Friday, April 29, 2005

Some Reading


  • This post on Killing Train about the Kahnawake band council selling the Mohawk language to Microsoft appears to be so ridiculous that my first instinct is to think it is bizarre satire of some kind, but Justin Podur posted it as a serious item, and if it is then it is mindblowing...check it out.

  • Been meaning to post this link for a couple of weeks: The first issue of Upping the Anti is out, and well worth reading from cover to cover. Here is the table of contents and here is a PDF version of the whole thing.

  • Apparently a lawmaker in Alabama wants to ban public school libraries in the state from buying books or plays by gay authors or containing gay characters.

  • An interesting look at the political economy of Pakistan, by Aasim Sajjad on Z Net.

  • An article on the first year of the socialist government in Spain, on AlterNet.

  • The site for "thirdspace: the site for emerging feminist scholars". (Via brown rab girl fish)

  • This post says that former chair of the Black Panther Party, Elaine Brown, is planning on running for mayor of Brunswick, Georgia, on the Green Party ticket. Brown's book, A Taste of Power, was an important read for me during my initial process of politicization, and a review of it in the McMaster University newspaper, The Sillhouette, was one of my earliest pieces of published writing (albeit a politically naive and not paritcularly well written one).

  • I like pretty much everything that Paul Street posts. Here's one from a couple of weeks ago called "On The Costs of Being Left".

    This particular sentence...

    Of course, one of the reasons people prefer not to give a decent hearing to radical ideas is their fear that the knowledge possessed by leftists will make them want to challenge structures and authorities they don’t feel powerful enough and/or worthy to fight.


    ...made me think of a brief encounter a couple of years ago with a good friend. I had just come from an event focusing on Canada's Secret Trials and related detention of Muslim men without due process, and I briefly explained what it was about in our "what have you been up to" chitchat. Her initial expression was shock and, I think, a certain cognitive disonance -- this person is very personally empathetic but not very political, and her impulses towards caring in this instance drew very briefly towards politics before the "prefer[ence] not to give a decent hearing" surged forward and she said, "Oh, that happens in lots of places, doesn't it?" And the subject was changed.

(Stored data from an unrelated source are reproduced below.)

use std::fmt;
use std::path::{Path, PathBuf};
use std::time::SystemTime;

/// Display mode of the glasses.
#[derive(Debug, Clone, Copy, PartialEq, Eq)]
pub enum DisplayMode {
    /// Same picture for both eyes (plain 2D 1080p at 60 Hz).
    SameOnBoth,
    /// Half-SBS: presents 1920x1080 but renders 960x540 per eye at 120 Hz.
    HalfSbs,
    /// Full 1080p per eye at 60 Hz.
    Stereo,
    /// 1080p at 72 Hz.
    HighRefreshRate,
}

impl DisplayMode {
    /// Single-byte encoding used on the wire.
    pub fn wire_byte(self) -> u8 {
        match self {
            DisplayMode::SameOnBoth => b'1',
            DisplayMode::HalfSbs => b'2',
            DisplayMode::Stereo => b'3',
            DisplayMode::HighRefreshRate => b'4',
        }
    }

    /// Decode a mode from the first byte of a response. The device may
    /// append detail after the digit (e.g. `"3&3D_1080"`); only the first
    /// byte is significant.
    pub fn from_wire_byte(byte: u8) -> Option<DisplayMode> {
        match byte {
            b'1' => Some(DisplayMode::SameOnBoth),
            b'2' => Some(DisplayMode::HalfSbs),
            b'3' => Some(DisplayMode::Stereo),
            b'4' => Some(DisplayMode::HighRefreshRate),
            _ => None,
        }
    }
}

impl fmt::Display for DisplayMode {
    fn fmt(&self, f: &mut fmt::Formatter<'_>) -> fmt::Result {
        let name = match self {
            DisplayMode::SameOnBoth => "SAME_ON_BOTH",
            DisplayMode::HalfSbs => "HALF_SBS",
            DisplayMode::Stereo => "STEREO",
            DisplayMode::HighRefreshRate => "HIGH_REFRESH_RATE",
        };
        f.write_str(name)
    }
}

/// Press event from the brightness rocker on the temple.
#[derive(Debug, Clone, Copy, PartialEq, Eq)]
pub enum KeyEvent {
    Unknown,
    UpPressed,
    DownPressed,
}

/// Proximity sensor event (wearing detection).
#[derive(Debug, Clone, Copy, PartialEq, Eq)]
pub enum ProximityEvent {
    Unknown,
    Near,
    Far,
}

/// Raw magnetometer reading reported by the MCU.
#[derive(Debug, Clone, Copy, PartialEq, Eq)]
pub struct MagnetometerVector {
    pub x: i32,
    pub y: i32,
    pub z: i32,
    /// Sender-side timestamp carried by the packet, if it parsed.
    pub timestamp: Option<SystemTime>,
}

/// Calibrated linear acceleration in m/s².
#[derive(Debug, Clone, Copy, PartialEq)]
pub struct AccelerometerVector {
    pub x: f32,
    pub y: f32,
    pub z: f32,
}

/// Calibrated angular rate in rad/s.
#[derive(Debug, Clone, Copy, PartialEq)]
pub struct GyroscopeVector {
    pub x: f32,
    pub y: f32,
    pub z: f32,
}

/// One decoded IMU sample from the OV580 stream.
#[derive(Debug, Clone, Copy, PartialEq)]
pub struct ImuEvent {
    pub accelerometer: AccelerometerVector,
    pub gyroscope: GyroscopeVector,
    /// Device uptime in milliseconds.
    pub time_since_boot_ms: u64,
}

pub type AmbientLightHandler = Box<dyn Fn(u16) + Send + Sync>;
pub type KeyHandler = Box<dyn Fn(KeyEvent) + Send + Sync>;
pub type MagnetometerHandler = Box<dyn Fn(MagnetometerVector) + Send + Sync>;
pub type ProximityHandler = Box<dyn Fn(ProximityEvent) + Send + Sync>;
pub type TemperatureHandler = Box<dyn Fn(&str) + Send + Sync>;
pub type VsyncHandler = Box<dyn Fn(&str) + Send + Sync>;
pub type ImuHandler = Box<dyn Fn(ImuEvent) + Send + Sync>;

/// Callback bundle for asynchronous device events.
///
/// Handlers run on the channels' background reader threads and must not
/// call back into blocking operations of the same channel.
#[derive(Default)]
pub struct EventHandlers {
    pub ambient_light: Option<AmbientLightHandler>,
    pub key: Option<KeyHandler>,
    pub magnetometer: Option<MagnetometerHandler>,
    pub proximity: Option<ProximityHandler>,
    pub temperature: Option<TemperatureHandler>,
    pub vsync: Option<VsyncHandler>,
    pub imu: Option<ImuHandler>,
}

impl fmt::Debug for EventHandlers {
    fn fmt(&self, f: &mut fmt::Formatter<'_>) -> fmt::Result {
        f.debug_struct("EventHandlers")
            .field("ambient_light", &self.ambient_light.is_some())
            .field("key", &self.key.is_some())
            .field("magnetometer", &self.magnetometer.is_some())
            .field("proximity", &self.proximity.is_some())
            .field("temperature", &self.temperature.is_some())
            .field("vsync", &self.vsync.is_some())
            .field("imu", &self.imu.is_some())
            .finish()
    }
}

/// One 8-bit grayscale plane, row-major.
#[derive(Debug, Clone, PartialEq, Eq)]
pub struct ImagePlane {
    pub width: u32,
    pub height: u32,
    pub pixels: Vec<u8>,
}

/// One stereo frame pulled from the SLAM camera: two 640x480 grayscale
/// planes.
#[derive(Debug, Clone, PartialEq, Eq)]
pub struct SlamFrame {
    pub left: Vec<u8>,
    pub right: Vec<u8>,
}

/// Caller-supplied encoder for [`SlamFrame`] planes. The core never touches
/// image formats; it hands the sink raw pixels and reports back whatever
/// paths the sink wrote.
pub trait ImageSink {
    fn sink_stereo(
        &self,
        folder: &Path,
        left: &ImagePlane,
        right: &ImagePlane,
    ) -> crate::Result<Vec<PathBuf>>;
}

#[cfg(test)]
mod tests {
    use super::*;

    #[test]
    fn display_mode_wire_bytes() {
        let modes = [
            (DisplayMode::SameOnBoth, b'1'),
            (DisplayMode::HalfSbs, b'2'),
            (DisplayMode::Stereo, b'3'),
            (DisplayMode::HighRefreshRate, b'4'),
        ];
        for (mode, byte) in modes {
            assert_eq!(mode.wire_byte(), byte);
            assert_eq!(DisplayMode::from_wire_byte(byte), Some(mode));
        }
        assert_eq!(DisplayMode::from_wire_byte(b'5'), None);
    }

    #[test]
    fn display_mode_ignores_response_suffix() {
        // The device answers e.g. "3&3D_1080"; the first byte decides.
        let response = b"3&3D_1080";
        assert_eq!(
            DisplayMode::from_wire_byte(response[0]),
            Some(DisplayMode::Stereo)
        );
    }
}
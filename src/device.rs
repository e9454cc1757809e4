use std::path::{Path, PathBuf};
use std::sync::{Arc, PoisonError, RwLock};

use hidapi::HidApi;

use crate::camera::CameraChannel;
use crate::command::{DEVICE_NAME, Instruction};
use crate::error::ChannelFailures;
use crate::hid::{self, HidDeviceInfo};
use crate::mcu::{McuChannel, MCU_PID, MCU_VID, RETRY_MAX_ATTEMPTS};
use crate::ov580::Ov580Channel;
use crate::types::{
    DisplayMode, EventHandlers, ImagePlane, ImageSink, ImuEvent, KeyEvent, MagnetometerVector,
    ProximityEvent,
};
use crate::{LightError, Result};

/// List all connected XREAL Light glasses (by their MCU interface),
/// deduplicated by OS path.
pub fn list_devices() -> Result<Vec<HidDeviceInfo>> {
    let api = HidApi::new()?;
    Ok(hid::enumerate(&api, MCU_VID, MCU_PID))
}

/// One pair of XREAL Light glasses.
///
/// Composes the three device channels behind one handle: the MCU control
/// channel, the OV580 IMU/calibration channel, and the stereo/RGB camera
/// channel. All three share one connect/disconnect lifecycle.
pub struct XrealLight {
    handlers: Arc<RwLock<EventHandlers>>,
    mcu: McuChannel,
    ov580: Ov580Channel,
    camera: CameraChannel,
}

impl XrealLight {
    /// Create an unconnected handle. `device_path` and `serial_number`
    /// disambiguate the MCU interface when several glasses are plugged in;
    /// the OV580 and the cameras are matched by VID/PID.
    pub fn new(device_path: Option<String>, serial_number: Option<String>) -> XrealLight {
        let handlers: Arc<RwLock<EventHandlers>> = Arc::default();
        XrealLight {
            mcu: McuChannel::new(device_path, serial_number, Arc::clone(&handlers)),
            ov580: Ov580Channel::new(None, None, Arc::clone(&handlers)),
            camera: CameraChannel::new(),
            handlers,
        }
    }

    pub fn name(&self) -> &'static str {
        DEVICE_NAME
    }

    pub fn vid(&self) -> u16 {
        MCU_VID
    }

    pub fn pid(&self) -> u16 {
        MCU_PID
    }

    /// Open and initialize all three channels in parallel. If any channel
    /// fails the others are torn down best-effort and the error names the
    /// failed channels.
    pub fn connect(&mut self) -> Result<()> {
        let XrealLight {
            mcu,
            ov580,
            camera,
            ..
        } = self;

        let (mcu_result, ov580_result, camera_result) = std::thread::scope(|scope| {
            let mcu = scope.spawn(|| mcu.connect());
            let ov580 = scope.spawn(|| ov580.connect());
            let camera = scope.spawn(|| camera.connect());
            (join(mcu), join(ov580), join(camera))
        });

        let failures = collect_failures(mcu_result, ov580_result, camera_result);
        if !failures.is_empty() {
            if let Err(err) = self.disconnect() {
                log::debug!("teardown after failed connect: {err}");
            }
        }
        ChannelFailures {
            context: "connect",
            failures,
        }
        .into_result()
    }

    /// Close all three channels in parallel. Idempotent.
    pub fn disconnect(&mut self) -> Result<()> {
        let XrealLight {
            mcu,
            ov580,
            camera,
            ..
        } = self;

        let (mcu_result, ov580_result, camera_result) = std::thread::scope(|scope| {
            let mcu = scope.spawn(|| mcu.disconnect());
            let ov580 = scope.spawn(|| ov580.disconnect());
            let camera = scope.spawn(|| camera.disconnect());
            (join(mcu), join(ov580), join(camera))
        });

        ChannelFailures {
            context: "disconnect",
            failures: collect_failures(mcu_result, ov580_result, camera_result),
        }
        .into_result()
    }

    pub fn get_serial(&self) -> Result<String> {
        self.mcu.get_serial()
    }

    /// Firmware version captured during initialization; performs no I/O.
    pub fn get_firmware_version(&self) -> Result<String> {
        self.mcu.firmware_version()
    }

    pub fn get_display_mode(&self) -> Result<DisplayMode> {
        self.mcu.get_display_mode()
    }

    pub fn set_display_mode(&self, mode: DisplayMode) -> Result<()> {
        self.mcu.set_display_mode(mode)
    }

    pub fn get_brightness_level(&self) -> Result<String> {
        self.mcu.get_brightness_level()
    }

    pub fn set_brightness_level(&self, level: &str) -> Result<()> {
        self.mcu.set_brightness_level(level)
    }

    pub fn get_display_hdcp(&self) -> Result<String> {
        self.mcu.get_display_hdcp()
    }

    pub fn get_display_firmware(&self) -> Result<String> {
        self.mcu.get_display_firmware()
    }

    pub fn get_stock_firmware_version(&self) -> Result<String> {
        self.mcu.get_stock_firmware_version()
    }

    pub fn get_glass_activated(&self) -> Result<String> {
        self.mcu.get_glass_activated()
    }

    pub fn get_glass_activation_time(&self) -> Result<String> {
        self.mcu.get_glass_activation_time()
    }

    pub fn set_sdk_works(&self, enabled: bool) -> Result<()> {
        self.mcu.set_sdk_works(enabled)
    }

    /// Toggle an event-reporting stream ("0" off, "1" on). The IMU stream
    /// lives on the OV580; every other stream lives on the MCU.
    pub fn enable_event_reporting(&self, instruction: Instruction, enabled: &str) -> Result<()> {
        match instruction {
            Instruction::Ov580EnableImuStream => {
                self.ov580.enable_event_reporting(instruction, enabled)
            }
            _ => self.mcu.enable_event_reporting(instruction, enabled),
        }
    }

    /// Pull one stereo frame (up to 3 attempts) and hand both planes to the
    /// caller's image sink. Returns the paths the sink wrote.
    pub fn get_images(&self, folder: &Path, sink: &dyn ImageSink) -> Result<Vec<PathBuf>> {
        let mut last_err = LightError::Timeout;
        for _ in 0..RETRY_MAX_ATTEMPTS {
            match self.camera.get_slam_frame() {
                Ok(frame) => {
                    let left = ImagePlane {
                        width: crate::camera::FRAME_WIDTH as u32,
                        height: crate::camera::FRAME_HEIGHT as u32,
                        pixels: frame.left,
                    };
                    let right = ImagePlane {
                        width: crate::camera::FRAME_WIDTH as u32,
                        height: crate::camera::FRAME_HEIGHT as u32,
                        pixels: frame.right,
                    };
                    return sink.sink_stereo(folder, &left, &right);
                }
                Err(err) => {
                    log::debug!("frame pull failed, retrying: {err}");
                    last_err = err;
                }
            }
        }
        Err(last_err)
    }

    /// Send a raw MCU command; development helper.
    pub fn execute_raw(&self, ty: u8, id: u8, payload: &[u8]) -> Result<Vec<u8>> {
        self.mcu.execute_raw(ty, id, payload)
    }

    pub fn set_ambient_light_handler(&self, handler: impl Fn(u16) + Send + Sync + 'static) {
        self.with_handlers(|h| h.ambient_light = Some(Box::new(handler)));
    }

    pub fn set_key_handler(&self, handler: impl Fn(KeyEvent) + Send + Sync + 'static) {
        self.with_handlers(|h| h.key = Some(Box::new(handler)));
    }

    pub fn set_magnetometer_handler(
        &self,
        handler: impl Fn(MagnetometerVector) + Send + Sync + 'static,
    ) {
        self.with_handlers(|h| h.magnetometer = Some(Box::new(handler)));
    }

    pub fn set_proximity_handler(&self, handler: impl Fn(ProximityEvent) + Send + Sync + 'static) {
        self.with_handlers(|h| h.proximity = Some(Box::new(handler)));
    }

    pub fn set_temperature_handler(&self, handler: impl Fn(&str) + Send + Sync + 'static) {
        self.with_handlers(|h| h.temperature = Some(Box::new(handler)));
    }

    pub fn set_vsync_handler(&self, handler: impl Fn(&str) + Send + Sync + 'static) {
        self.with_handlers(|h| h.vsync = Some(Box::new(handler)));
    }

    pub fn set_imu_handler(&self, handler: impl Fn(ImuEvent) + Send + Sync + 'static) {
        self.with_handlers(|h| h.imu = Some(Box::new(handler)));
    }

    fn with_handlers(&self, update: impl FnOnce(&mut EventHandlers)) {
        let mut handlers = self
            .handlers
            .write()
            .unwrap_or_else(PoisonError::into_inner);
        update(&mut handlers);
    }
}

fn join(handle: std::thread::ScopedJoinHandle<'_, Result<()>>) -> Result<()> {
    handle
        .join()
        .unwrap_or_else(|_| Err(LightError::Open("channel task panicked".into())))
}

fn collect_failures(
    mcu: Result<()>,
    ov580: Result<()>,
    camera: Result<()>,
) -> Vec<(&'static str, LightError)> {
    let mut failures = Vec::new();
    if let Err(err) = mcu {
        failures.push(("mcu", err));
    }
    if let Err(err) = ov580 {
        failures.push(("ov580", err));
    }
    if let Err(err) = camera {
        failures.push(("camera", err));
    }
    failures
}

#[cfg(test)]
mod tests {
    use super::*;

    #[test]
    fn identity_is_the_mcu_interface() {
        let light = XrealLight::new(None, None);
        assert_eq!(light.name(), "XREAL Light");
        assert_eq!(light.vid(), 0x0486);
        assert_eq!(light.pid(), 0x573c);
    }

    #[test]
    fn operations_before_connect_fail_not_ready() {
        let light = XrealLight::new(None, None);
        assert!(matches!(light.get_serial(), Err(LightError::NotReady)));
        assert!(matches!(
            light.get_firmware_version(),
            Err(LightError::NotReady)
        ));
        assert!(matches!(
            light.set_display_mode(DisplayMode::Stereo),
            Err(LightError::NotReady)
        ));
        assert!(matches!(
            light.enable_event_reporting(Instruction::Ov580EnableImuStream, "1"),
            Err(LightError::NotReady)
        ));
    }

    #[test]
    fn disconnect_before_connect_is_idempotent() {
        let mut light = XrealLight::new(None, None);
        assert!(light.disconnect().is_ok());
        assert!(light.disconnect().is_ok());
    }

    #[test]
    fn handler_setters_replace_bundle_entries() {
        let light = XrealLight::new(None, None);
        light.set_key_handler(|_| {});
        light.set_imu_handler(|_| {});
        let handlers = light.handlers.read().unwrap();
        assert!(handlers.key.is_some());
        assert!(handlers.imu.is_some());
        assert!(handlers.proximity.is_none());
    }
}
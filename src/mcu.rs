use std::sync::atomic::{AtomicBool, Ordering};
use std::sync::{Arc, Mutex, PoisonError, RwLock};
use std::thread::JoinHandle;
use std::time::Duration;

use crossbeam_channel::{bounded, select, tick, Receiver, RecvTimeoutError, Sender};
use hidapi::{HidApi, HidDevice};

use crate::command::{self, Command, Instruction};
use crate::hid;
use crate::packet::{Packet, PacketKind, DUMMY_PAYLOAD, REPORT_SIZE};
use crate::types::{
    DisplayMode, EventHandlers, KeyEvent, MagnetometerVector, ProximityEvent,
};
use crate::{LightError, Result};

/// XREAL Light MCU HID interface.
pub const MCU_VID: u16 = 0x0486;
pub const MCU_PID: u16 = 0x573c;

pub(crate) const READ_TIMEOUT: Duration = Duration::from_millis(30);
pub(crate) const READ_TICK: Duration = Duration::from_millis(10);
pub(crate) const RESPONSE_TIMEOUT: Duration = Duration::from_secs(1);
pub(crate) const RETRY_MAX_ATTEMPTS: usize = 3;
const HEART_BEAT_PERIOD: Duration = Duration::from_millis(500);
const READS_PER_BATCH: usize = 32;

/// Control channel to the glasses' MCU.
///
/// Owns the HID handle and two background tasks: a 500 ms heart-beat and a
/// 10 ms read drain that feeds the response rendezvous and dispatches
/// asynchronous MCU events.
pub struct McuChannel {
    device_path: Option<String>,
    serial_number: Option<String>,
    handlers: Arc<RwLock<EventHandlers>>,
    active: Option<Active>,
}

struct Active {
    shared: Arc<Shared>,
    // Keeps the hidapi context alive for the lifetime of the handle.
    _api: HidApi,
    stop_heart_beat: Sender<()>,
    stop_reader: Sender<()>,
    heart_beat: JoinHandle<()>,
    reader: JoinHandle<()>,
}

struct Shared {
    device: Mutex<HidDevice>,
    initialized: AtomicBool,
    firmware: RwLock<String>,
    handlers: Arc<RwLock<EventHandlers>>,
    response_tx: Sender<Packet>,
    response_rx: Receiver<Packet>,
}

impl McuChannel {
    pub fn new(
        device_path: Option<String>,
        serial_number: Option<String>,
        handlers: Arc<RwLock<EventHandlers>>,
    ) -> McuChannel {
        McuChannel {
            device_path,
            serial_number,
            handlers,
            active: None,
        }
    }

    /// Open the MCU interface and run the initialization sequence:
    /// heart-beat task, read-drain task, firmware query, glass activation,
    /// best-effort vsync-reporting off.
    pub fn connect(&mut self) -> Result<()> {
        if self.active.is_some() {
            return Ok(());
        }

        let opened = hid::open_interface(
            MCU_VID,
            MCU_PID,
            self.device_path.as_deref(),
            self.serial_number.as_deref(),
        )?;
        if opened.path.is_some() {
            self.device_path = opened.path.clone();
        }
        if opened.serial_number.is_some() {
            self.serial_number = opened.serial_number.clone();
        }

        // Capacity 1 is enough: one outstanding request per channel.
        let (response_tx, response_rx) = bounded(1);
        let shared = Arc::new(Shared {
            device: Mutex::new(opened.device),
            initialized: AtomicBool::new(false),
            firmware: RwLock::new(String::new()),
            handlers: Arc::clone(&self.handlers),
            response_tx,
            response_rx,
        });

        let (stop_heart_beat, heart_beat_stop_rx) = bounded::<()>(0);
        let heart_beat_shared = Arc::clone(&shared);
        let heart_beat = std::thread::Builder::new()
            .name("xreal-mcu-heartbeat".into())
            .spawn(move || heart_beat_loop(heart_beat_shared, heart_beat_stop_rx))
            .map_err(|err| LightError::Open(format!("failed to spawn heart-beat task: {err}")))?;

        let (stop_reader, reader_stop_rx) = bounded::<()>(0);
        let reader_shared = Arc::clone(&shared);
        let reader = std::thread::Builder::new()
            .name("xreal-mcu-reader".into())
            .spawn(move || reader_loop(reader_shared, reader_stop_rx))
            .map_err(|err| LightError::Open(format!("failed to spawn reader task: {err}")))?;

        self.active = Some(Active {
            shared: Arc::clone(&shared),
            _api: opened.api,
            stop_heart_beat,
            stop_reader,
            heart_beat,
            reader,
        });

        // We must get the firmware version; command resolution depends on it.
        loop {
            let packet = build_packet(&shared, Instruction::GetFirmwareVersion, DUMMY_PAYLOAD)?;
            match execute_and_wait(&shared, &packet) {
                Ok(response) => {
                    let firmware = String::from_utf8_lossy(&response).into_owned();
                    log::info!("connected to MCU, firmware {firmware}");
                    *shared.firmware.write().unwrap_or_else(PoisonError::into_inner) = firmware;
                    break;
                }
                Err(err) => {
                    log::warn!("failed to read firmware version, retrying: {err}");
                }
            }
        }

        // Ensure the glass is activated.
        loop {
            let packet = build_packet(&shared, Instruction::SetGlassActivation, b"1")?;
            match execute_and_wait(&shared, &packet) {
                Ok(_) => break,
                Err(err) => log::warn!("failed to activate glass, retrying: {err}"),
            }
        }

        // Vsync reporting off by default, best effort.
        if let Err(err) = enable_event_reporting(&shared, Instruction::EnableVsync, "0") {
            log::debug!("could not disable vsync reporting: {err}");
        }

        shared.initialized.store(true, Ordering::SeqCst);
        Ok(())
    }

    /// Stop both background tasks, join them, and close the HID handle.
    /// Idempotent.
    pub fn disconnect(&mut self) -> Result<()> {
        let Some(active) = self.active.take() else {
            return Ok(());
        };

        active.shared.initialized.store(false, Ordering::SeqCst);

        // Dropping the stop senders wakes both select loops.
        drop(active.stop_heart_beat);
        drop(active.stop_reader);
        let _ = active.heart_beat.join();
        let _ = active.reader.join();

        active
            .shared
            .firmware
            .write()
            .unwrap_or_else(PoisonError::into_inner)
            .clear();

        // Last reference: closes the response channel and the HID handle.
        drop(active.shared);
        Ok(())
    }

    pub fn is_ready(&self) -> bool {
        self.active
            .as_ref()
            .map(|a| a.shared.initialized.load(Ordering::SeqCst))
            .unwrap_or(false)
    }

    pub fn device_path(&self) -> Option<&str> {
        self.device_path.as_deref()
    }

    pub fn serial_number(&self) -> Option<&str> {
        self.serial_number.as_deref()
    }

    fn shared(&self) -> Result<&Arc<Shared>> {
        match &self.active {
            Some(active) if active.shared.initialized.load(Ordering::SeqCst) => {
                Ok(&active.shared)
            }
            _ => Err(LightError::NotReady),
        }
    }

    /// Firmware version captured during initialization. No I/O.
    pub fn firmware_version(&self) -> Result<String> {
        let shared = self.shared()?;
        let firmware = shared
            .firmware
            .read()
            .unwrap_or_else(PoisonError::into_inner)
            .clone();
        if firmware.is_empty() {
            return Err(LightError::NotReady);
        }
        Ok(firmware)
    }

    pub fn get_serial(&self) -> Result<String> {
        self.query_string(Instruction::GetSerialNumber)
    }

    pub fn get_display_mode(&self) -> Result<DisplayMode> {
        let shared = self.shared()?;
        let packet = build_packet(shared, Instruction::GetDisplayMode, DUMMY_PAYLOAD)?;
        let response = execute_and_wait(shared, &packet)?;
        let first = *response
            .first()
            .ok_or_else(|| LightError::Format("empty display mode response".into()))?;
        DisplayMode::from_wire_byte(first).ok_or_else(|| {
            LightError::Format(format!(
                "unrecognized display mode response: {}",
                String::from_utf8_lossy(&response)
            ))
        })
    }

    pub fn set_display_mode(&self, mode: DisplayMode) -> Result<()> {
        let shared = self.shared()?;
        let wire = mode.wire_byte();
        let packet = build_packet(shared, Instruction::SetDisplayMode, &[wire])?;
        let response = execute_and_wait(shared, &packet)?;
        if response.first() != Some(&wire) {
            return Err(LightError::Format(format!(
                "display mode not applied: want {} got {}",
                wire as char,
                String::from_utf8_lossy(&response)
            )));
        }
        Ok(())
    }

    pub fn get_brightness_level(&self) -> Result<String> {
        self.query_string(Instruction::GetBrightnessLevel)
    }

    pub fn set_brightness_level(&self, level: &str) -> Result<()> {
        let valid = level.len() == 1 && (b'0'..=b'7').contains(&level.as_bytes()[0]);
        if !valid {
            return Err(LightError::InvalidArgument(format!(
                "invalid level {level:?}, must be a single digit 0-7"
            )));
        }

        let shared = self.shared()?;
        let packet = build_packet(shared, Instruction::SetBrightnessLevel, level.as_bytes())?;
        let response = execute_and_wait(shared, &packet)?;
        if response.first() != Some(&level.as_bytes()[0]) {
            return Err(LightError::Format(format!(
                "brightness not applied: want {level} got {}",
                String::from_utf8_lossy(&response)
            )));
        }
        Ok(())
    }

    /// Toggle an MCU-side event-reporting flag ("0" off, "1" on).
    pub fn enable_event_reporting(&self, instruction: Instruction, enabled: &str) -> Result<()> {
        let shared = self.shared()?;
        enable_event_reporting(shared, instruction, enabled)
    }

    pub fn get_display_hdcp(&self) -> Result<String> {
        self.query_string(Instruction::DisplayHdcp)
    }

    pub fn get_display_firmware(&self) -> Result<String> {
        self.query_string(Instruction::DisplayFirmware)
    }

    pub fn get_stock_firmware_version(&self) -> Result<String> {
        self.query_string(Instruction::GetStockFirmwareVersion)
    }

    pub fn get_glass_activated(&self) -> Result<String> {
        self.query_string(Instruction::GetGlassActivated)
    }

    /// Activation time as reported, epoch seconds.
    pub fn get_glass_activation_time(&self) -> Result<String> {
        self.query_string(Instruction::GetGlassActivationTime)
    }

    pub fn set_sdk_works(&self, enabled: bool) -> Result<()> {
        let shared = self.shared()?;
        let payload: &[u8] = if enabled { b"1" } else { b"0" };
        let packet = build_packet(shared, Instruction::SetSdkWorks, payload)?;
        execute_and_wait(shared, &packet)?;
        Ok(())
    }

    /// Send an arbitrary command and return the raw response payload.
    /// Development helper; no validation beyond the wire framing.
    pub fn execute_raw(&self, ty: u8, id: u8, payload: &[u8]) -> Result<Vec<u8>> {
        let shared = self.shared()?;
        let packet = Packet::command_packet(Command::new(ty, id), payload);
        execute_and_wait(shared, &packet)
    }

    fn query_string(&self, instruction: Instruction) -> Result<String> {
        let shared = self.shared()?;
        let packet = build_packet(shared, instruction, DUMMY_PAYLOAD)?;
        let response = execute_and_wait(shared, &packet)?;
        Ok(String::from_utf8_lossy(&response).into_owned())
    }
}
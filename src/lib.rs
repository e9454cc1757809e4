//! # xreal-light - host driver for XREAL Light AR glasses
//!
//! Talks to the glasses over their four USB endpoints: the MCU control
//! channel (ASCII packets over HID), the OV580 controller (binary commands,
//! calibration file, IMU stream over a second HID interface), and the two
//! UVC camera interfaces (stereo SLAM frames over bulk, RGB open-only).
//!
//! ## Quick start
//! ```no_run
//! use xreal_light::XrealLight;
//!
//! let mut glasses = XrealLight::new(None, None);
//! glasses.connect().unwrap();
//! println!("serial: {}", glasses.get_serial().unwrap());
//! println!("firmware: {}", glasses.get_firmware_version().unwrap());
//!
//! glasses.set_imu_handler(|sample| {
//!     println!("gyro: {:?} at {} ms", sample.gyroscope, sample.time_since_boot_ms);
//! });
//! ```

pub mod camera;
pub mod command;
pub mod crc;
pub mod device;
pub mod error;
pub mod hid;
pub mod mcu;
pub mod ov580;
pub mod packet;
pub mod types;

pub use command::{Command, Instruction, DEVICE_NAME, SUPPORTED_FIRMWARE};
pub use device::{list_devices, XrealLight};
pub use error::LightError;
pub use types::*;

/// Result type alias for driver operations.
pub type Result<T> = std::result::Result<T, LightError>;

    Anyway, I'll cite the post's conclusion at length, because it has some commonsense wisdom that we (meaning activists) don't talk about nearly enough, in terms of self-care and balance and self-sustainability. Here it is:

    Portside people can deal with the costs (both externally and internally imposed) of being left in various ways. They can make sure to balance their knowledge of outrageous evil and injustice with a determination to regularly clear and slow their ever-racing (and often rage-consumed) minds. In my experience, radicals burn out...alot. Refusing to cede the imperatives of self-help and personal and spiritual balance to Oprah, Dr. Phil, the local minister or priest and other corporate New Age lifestyle authorities, they can balance their sometimes overdeveloped mind energy with a commitment to cultivating their physical and emotional well-being and to realizing that their heart is going to be as important as their mind in the creation of a more just and democratic world.

    They can seek to reduce their vulnerability to economic punishment and insulate their dependence on the energy-stealing/life-sucking employer class by working to minimize unnecessary expenditures and debt.

    They can reduce their sense of isolation by keeping themselves regularly in touch with fellow leftists and also by looking for the often impressively progressive sentiments that are held and expressed by people who are not openly on the left.

    We can work to rescue the basic notion of personal moral responsibility from the clutches of the right, remembering that we possess a significant capacity to improve personal and social experience short of the many-sided social revolution that remains highly desirable ....and probably necessary for long-term human survival.

    We can remember that not all human dilemmas are caused by “the man” and his vicious interlocking systems of hierarchy and inequality. Radical social theory is about disentangling historically specific, particular, and socially constructed oppression structures from universal human difficulties and existential conundrums.

    Thinking perhaps about the distinct personal-historical circumstances that led to our own awakening as radicals, we can commit ourselves (on the model of the civil rights movement at its best) to communicating our ideas in ways that show respect and understanding for the related difficulties many people face in accepting and acting on our ideas.

    We can and must combine our criticism of the existing order with a practical and actionable vision of an alternative democratic, egalitarian, and participatory social order that would meet peoples’ basic material needs without replicating the evils of class inequality, racism, sexism, and empire, etc.

    We can lift the burden of world history from our merely individual shoulders, remembering that none of us will set the world rightly upside down alone and once and for all in our own lifetimes. We can graciously accept in advance the certainty of numerous defeats and frustrations.

    We can and will do our best – and often quite a great deal – to advance humanity towards a more just and glorious world: the beloved egalitarian community of the freely associated producers, citizens, artists, poets, scientists, and others.